É constante a sensação de mistério no ar, mas as revelações dificilmente parecem acontecer no tempo correto do enredo, demorando demais para engrenar. AI Limit dosa sua exposição à conta-gotas, e a impressão que fica é que ele nunca se desenvolve de verdade — a não ser na reta final. Isso acaba sendo um problema, porque há uma parcela maior da campanha cujo progresso deveria ser estimulado, apresentando ganchos capazes de segurar sua audiência.

Arrisa, por sua vez, é uma boneca vazia. Trata-se de uma protagonista que segue uma filosofia de tábula rasa e, pela maior parte do tempo, funciona meramente como um avatar básico do jogador naquele mundo, mais do que como uma agente ativa que colabora para  sua evolução. Essa não deixa de ser uma abordagem válida, mas é comum que, nela, o jogador possa, ao menos, personalizar a aparência da personagem, a fim de torná-la sua própria representação. Isso até é possível aqui, mas as opções são relativamente limitadas.

Longos e intermináveis corredores

Não é incomum que histórias simplistas em videogames fiquem em segundo plano em detrimento de um novo mundo a ser explorado — o que também conta como narrativa de forma ampla. AI Limit, entretanto, também não consegue se destacar nesse aspecto, já que essa construção não ajuda muito a valorizar o pacote, uma vez que a navegação do mundo é notavelmente tediosa.

A todo momento, a direção de arte parece tentar forçar um sentimento de desolação e melancolia ao impor uma imutabilidade visual insossa, consistente apenas de ambientações industriais estéreis, como fábricas abandonadas e esgotos — isto é, quando, pontualmente, não surge um deserto a fim de quebrar um pouco essa sequência visual quase monocromática.

Embora sejam paisagens coerentes com o clima pós-apocalíptico, parece que o estúdio responsável foi incapaz de impor qualquer charme visual que o distinguisse de uma tentativa de tornar aquele mundo desolado realmente diferente e único em relação a outros mundos desolados. Tudo bem que a régua acaba sendo altíssima, mas a principal comparação que se torna evidente acaba sendo com Nier: Automata — cuja ambientação é consideravelmente parecida, mas, ao mesmo tempo, consegue traduzir a melancolia da solidão em cenários distintos e, principalmente, coloridos, sem necessariamente exaurir o jogador.

Pontualmente, também é válida a colocação de que tais cenários, com texturas relativamente elaboradas, entram em desarmonia com a agradável estética de anime dos personagens e que, inclusive, trata-se do atributo que mais chama a atenção imediata de AI Limit. Esse aspecto cartunesco de certos elementos chega a contrastar, de um jeito não muito interessante, com o marasmo cinzento dos ambientes.
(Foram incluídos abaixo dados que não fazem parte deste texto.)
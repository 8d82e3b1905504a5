//! Root-relative store paths.
//!
//! Paths are `/`-separated, carry no leading or trailing separator, and
//! the empty string denotes the store root.

use crate::error::{Result, RevpubError};

fn validate_segments(original: &str, trimmed: &str) -> Result<()> {
    if trimmed.contains('\\') {
        return Err(RevpubError::InvalidPath(original.to_string()));
    }
    for seg in trimmed.split('/') {
        if seg.is_empty() || seg == "." || seg == ".." {
            return Err(RevpubError::InvalidPath(original.to_string()));
        }
    }
    Ok(())
}

/// Normalize a folder path: strips leading and trailing separators and
/// rejects empty, `.` and `..` segments. Returns `""` for the root.
pub fn normalize_dir(path: &str) -> Result<String> {
    let trimmed = path.trim_matches('/');
    if trimmed.is_empty() {
        return Ok(String::new());
    }
    validate_segments(path, trimmed)?;
    Ok(trimmed.to_string())
}

/// Normalize a file path. Unlike folders, a file path must name an entry,
/// so a trailing separator or an empty path is rejected.
pub fn normalize_file(path: &str) -> Result<String> {
    if path.ends_with('/') {
        return Err(RevpubError::InvalidPath(path.to_string()));
    }
    let trimmed = path.trim_start_matches('/');
    if trimmed.is_empty() {
        return Err(RevpubError::InvalidPath(path.to_string()));
    }
    validate_segments(path, trimmed)?;
    Ok(trimmed.to_string())
}

/// Split a file path into `(folder, file_name)`.
pub fn split_file(path: &str) -> Result<(String, String)> {
    let normalized = normalize_file(path)?;
    match normalized.rsplit_once('/') {
        Some((folder, name)) => Ok((folder.to_string(), name.to_string())),
        None => Ok((String::new(), normalized)),
    }
}

/// Parent folder of a normalized path (`""` for top-level entries).
pub fn parent(path: &str) -> &str {
    path.rsplit_once('/').map(|(p, _)| p).unwrap_or("")
}

/// Last segment of a normalized path.
pub fn file_name(path: &str) -> &str {
    path.rsplit_once('/').map(|(_, n)| n).unwrap_or(path)
}

pub fn join(folder: &str, name: &str) -> String {
    if folder.is_empty() {
        name.to_string()
    } else {
        format!("{folder}/{name}")
    }
}

pub fn segments(path: &str) -> impl Iterator<Item = &str> {
    path.split('/').filter(|s| !s.is_empty())
}

/// Every non-root prefix of `path`, shallowest first:
/// `a/b/c` yields `a`, `a/b`, `a/b/c`.
pub fn prefixes(path: &str) -> Vec<String> {
    let mut out = Vec::new();
    let mut current = String::new();
    for seg in segments(path) {
        current = join(&current, seg);
        out.push(current.clone());
    }
    out
}

/// True when `ancestor` is `path` itself or one of its parent folders.
pub fn is_ancestor_or_self(ancestor: &str, path: &str) -> bool {
    ancestor.is_empty()
        || path == ancestor
        || (path.starts_with(ancestor) && path.as_bytes().get(ancestor.len()) == Some(&b'/'))
}

#[cfg(test)]
mod tests {
    use super::*;

    #[test]
    fn normalize_dir_strips_separators() {
        assert_eq!(normalize_dir("/org/mod/").unwrap(), "org/mod");
        assert_eq!(normalize_dir("").unwrap(), "");
        assert_eq!(normalize_dir("/").unwrap(), "");
    }

    #[test]
    fn normalize_rejects_traversal_and_empty_segments() {
        assert!(normalize_dir("org/../etc").is_err());
        assert!(normalize_dir("org//mod").is_err());
        assert!(normalize_dir("org/./mod").is_err());
        assert!(normalize_dir("org\\mod").is_err());
    }

    #[test]
    fn file_path_must_not_end_in_separator() {
        let err = normalize_file("org/mod/1.0/").unwrap_err();
        assert!(matches!(err, RevpubError::InvalidPath(_)));
        assert!(normalize_file("").is_err());
    }

    #[test]
    fn split_file_paths() {
        assert_eq!(
            split_file("org/mod/1.0/a.jar").unwrap(),
            ("org/mod/1.0".to_string(), "a.jar".to_string())
        );
        assert_eq!(
            split_file("/a.jar").unwrap(),
            (String::new(), "a.jar".to_string())
        );
    }

    #[test]
    fn parent_and_name() {
        assert_eq!(parent("a/b/c"), "a/b");
        assert_eq!(parent("a"), "");
        assert_eq!(file_name("a/b/c"), "c");
        assert_eq!(file_name("a"), "a");
        assert_eq!(join("", "a"), "a");
        assert_eq!(join("a", "b"), "a/b");
    }

    #[test]
    fn prefixes_shallowest_first() {
        assert_eq!(prefixes("a/b/c"), vec!["a", "a/b", "a/b/c"]);
        assert!(prefixes("").is_empty());
    }

    #[test]
    fn ancestry() {
        assert!(is_ancestor_or_self("", "a/b"));
        assert!(is_ancestor_or_self("a", "a/b"));
        assert!(is_ancestor_or_self("a/b", "a/b"));
        assert!(!is_ancestor_or_self("a/b", "a/bc"));
        assert!(!is_ancestor_or_self("a/b/c", "a/b"));
    }
}
use std::path::PathBuf;

use revpub_core::config;

const DEFAULT_CONFIG: &str = "revpub.yaml";

pub(crate) fn run_config_generate(dest: Option<&str>) -> Result<(), Box<dyn std::error::Error>> {
    let path = PathBuf::from(dest.unwrap_or(DEFAULT_CONFIG));

    if path.exists() {
        return Err(format!("file already exists: {}", path.display()).into());
    }

    if let Some(parent) = path.parent() {
        if !parent.as_os_str().is_empty() && !parent.exists() {
            std::fs::create_dir_all(parent)?;
        }
    }

    std::fs::write(&path, config::minimal_config_template())?;
    println!("Config written to: {}", path.display());
    println!("Edit it to point repository.url at your store.");
    Ok(())
}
Essa monotonia paisagística acaba pesando negativamente no desbravamento dos cenários. A despeito de haver um ou outro segredo escondido durante as sequências de exploração transversal (ou o estabelecimento de certos caminhos interessantes, que conectem novas seções com outras mais antigas), a prática logo se torna um exercício cansativo de repetição. A navegação é linear e os pontos de salvamento são muito esparsos uns dos outros. Considerando que são as tais ramificações, isso só intensifica a sensação de que nada realmente acontece no desenrolar da trama.

Além disso, não se trata de um incentivo à cautela ou um estímulo à sobrevivência. A travessia acaba sendo apenas um passeio frustrante, já que é fácil simplesmente seguir em frente pelos longos corredores, sem ter que lidar com os inimigos que por eles rondam.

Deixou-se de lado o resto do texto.